## EXERCISE REQUIREMENTS
Please find all lines containing "Extension" in the listing below and copy them.

## INPUT DATA

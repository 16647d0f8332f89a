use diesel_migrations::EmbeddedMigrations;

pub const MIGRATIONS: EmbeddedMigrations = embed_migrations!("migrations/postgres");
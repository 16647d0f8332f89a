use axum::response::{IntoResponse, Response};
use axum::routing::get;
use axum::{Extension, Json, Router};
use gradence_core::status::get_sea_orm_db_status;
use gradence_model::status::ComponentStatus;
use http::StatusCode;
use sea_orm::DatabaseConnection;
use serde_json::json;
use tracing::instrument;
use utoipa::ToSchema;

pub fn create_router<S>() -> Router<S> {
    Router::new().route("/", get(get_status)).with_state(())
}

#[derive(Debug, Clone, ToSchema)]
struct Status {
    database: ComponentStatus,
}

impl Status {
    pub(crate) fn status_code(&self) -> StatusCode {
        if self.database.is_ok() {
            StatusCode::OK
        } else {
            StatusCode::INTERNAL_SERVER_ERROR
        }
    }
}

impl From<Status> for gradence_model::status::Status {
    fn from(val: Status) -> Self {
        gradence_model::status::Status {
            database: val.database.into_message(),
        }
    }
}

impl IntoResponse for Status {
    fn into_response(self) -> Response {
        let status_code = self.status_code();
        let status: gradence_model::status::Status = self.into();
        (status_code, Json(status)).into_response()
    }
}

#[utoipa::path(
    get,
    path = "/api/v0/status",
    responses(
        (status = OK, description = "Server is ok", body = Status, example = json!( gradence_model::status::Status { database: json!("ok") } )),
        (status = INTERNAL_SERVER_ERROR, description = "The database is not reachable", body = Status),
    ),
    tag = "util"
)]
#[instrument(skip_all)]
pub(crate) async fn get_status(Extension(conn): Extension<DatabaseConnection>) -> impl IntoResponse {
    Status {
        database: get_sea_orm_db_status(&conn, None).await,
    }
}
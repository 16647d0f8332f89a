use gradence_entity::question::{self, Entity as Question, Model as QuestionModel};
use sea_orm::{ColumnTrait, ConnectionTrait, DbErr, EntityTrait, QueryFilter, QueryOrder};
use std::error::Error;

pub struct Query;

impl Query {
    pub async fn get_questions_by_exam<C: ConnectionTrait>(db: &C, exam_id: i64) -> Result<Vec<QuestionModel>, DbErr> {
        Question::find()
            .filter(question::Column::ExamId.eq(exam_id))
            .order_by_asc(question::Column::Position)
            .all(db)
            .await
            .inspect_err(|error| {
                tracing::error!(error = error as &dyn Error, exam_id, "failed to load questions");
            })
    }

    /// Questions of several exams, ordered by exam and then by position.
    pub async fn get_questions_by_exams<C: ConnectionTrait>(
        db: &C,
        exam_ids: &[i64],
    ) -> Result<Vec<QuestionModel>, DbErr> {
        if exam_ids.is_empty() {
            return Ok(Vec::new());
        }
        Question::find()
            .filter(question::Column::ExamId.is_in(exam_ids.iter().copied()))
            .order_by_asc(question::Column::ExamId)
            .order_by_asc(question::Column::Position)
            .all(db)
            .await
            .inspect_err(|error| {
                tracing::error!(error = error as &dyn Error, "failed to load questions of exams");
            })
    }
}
==
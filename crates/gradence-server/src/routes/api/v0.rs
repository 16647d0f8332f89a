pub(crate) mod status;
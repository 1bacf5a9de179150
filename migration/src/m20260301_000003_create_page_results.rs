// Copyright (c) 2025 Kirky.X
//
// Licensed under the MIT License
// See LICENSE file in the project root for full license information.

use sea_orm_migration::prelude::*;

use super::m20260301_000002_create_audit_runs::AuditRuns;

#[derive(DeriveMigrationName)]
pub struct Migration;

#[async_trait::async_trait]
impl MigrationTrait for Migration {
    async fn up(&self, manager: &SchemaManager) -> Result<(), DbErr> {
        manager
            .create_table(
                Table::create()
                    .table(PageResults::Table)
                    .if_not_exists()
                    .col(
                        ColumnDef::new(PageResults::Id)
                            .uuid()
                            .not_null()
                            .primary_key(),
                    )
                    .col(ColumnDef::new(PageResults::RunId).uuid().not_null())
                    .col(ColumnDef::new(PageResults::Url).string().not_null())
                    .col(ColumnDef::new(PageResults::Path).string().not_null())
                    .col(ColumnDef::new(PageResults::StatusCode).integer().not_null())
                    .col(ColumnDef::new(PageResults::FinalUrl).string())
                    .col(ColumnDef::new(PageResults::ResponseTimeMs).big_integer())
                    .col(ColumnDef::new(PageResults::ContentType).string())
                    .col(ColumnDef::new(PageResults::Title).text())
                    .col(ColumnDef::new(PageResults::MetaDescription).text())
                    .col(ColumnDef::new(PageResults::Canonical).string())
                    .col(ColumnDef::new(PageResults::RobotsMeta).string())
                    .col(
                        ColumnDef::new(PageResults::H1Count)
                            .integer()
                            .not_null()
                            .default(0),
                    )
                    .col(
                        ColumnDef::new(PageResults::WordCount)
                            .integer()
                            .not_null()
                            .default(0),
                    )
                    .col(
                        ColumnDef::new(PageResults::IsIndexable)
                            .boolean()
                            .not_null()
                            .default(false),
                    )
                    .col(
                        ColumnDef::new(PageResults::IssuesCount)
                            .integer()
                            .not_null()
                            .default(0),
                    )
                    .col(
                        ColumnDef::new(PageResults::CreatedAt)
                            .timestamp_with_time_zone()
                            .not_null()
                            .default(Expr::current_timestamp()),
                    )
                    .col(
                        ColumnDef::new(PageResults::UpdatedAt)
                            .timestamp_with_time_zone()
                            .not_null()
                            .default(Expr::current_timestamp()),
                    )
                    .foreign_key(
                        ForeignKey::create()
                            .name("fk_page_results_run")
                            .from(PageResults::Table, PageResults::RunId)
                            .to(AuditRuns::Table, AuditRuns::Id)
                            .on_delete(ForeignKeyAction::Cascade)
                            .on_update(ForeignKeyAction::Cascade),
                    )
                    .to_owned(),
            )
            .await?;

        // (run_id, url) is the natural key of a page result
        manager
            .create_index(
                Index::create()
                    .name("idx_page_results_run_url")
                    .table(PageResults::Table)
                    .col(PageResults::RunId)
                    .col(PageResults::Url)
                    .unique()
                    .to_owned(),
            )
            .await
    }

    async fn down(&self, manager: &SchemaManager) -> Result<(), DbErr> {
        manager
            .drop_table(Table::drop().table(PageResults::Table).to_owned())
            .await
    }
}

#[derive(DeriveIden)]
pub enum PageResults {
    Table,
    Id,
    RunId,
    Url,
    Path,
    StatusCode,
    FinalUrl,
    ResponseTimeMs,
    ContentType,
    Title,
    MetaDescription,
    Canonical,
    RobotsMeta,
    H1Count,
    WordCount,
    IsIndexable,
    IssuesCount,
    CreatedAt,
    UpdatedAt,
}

## WRITTEN ANSWER
use axum::{Extension, Json, Router};
pub(crate) async fn get_status(Extension(conn): Extension<DatabaseConnection>) -> impl IntoResponse {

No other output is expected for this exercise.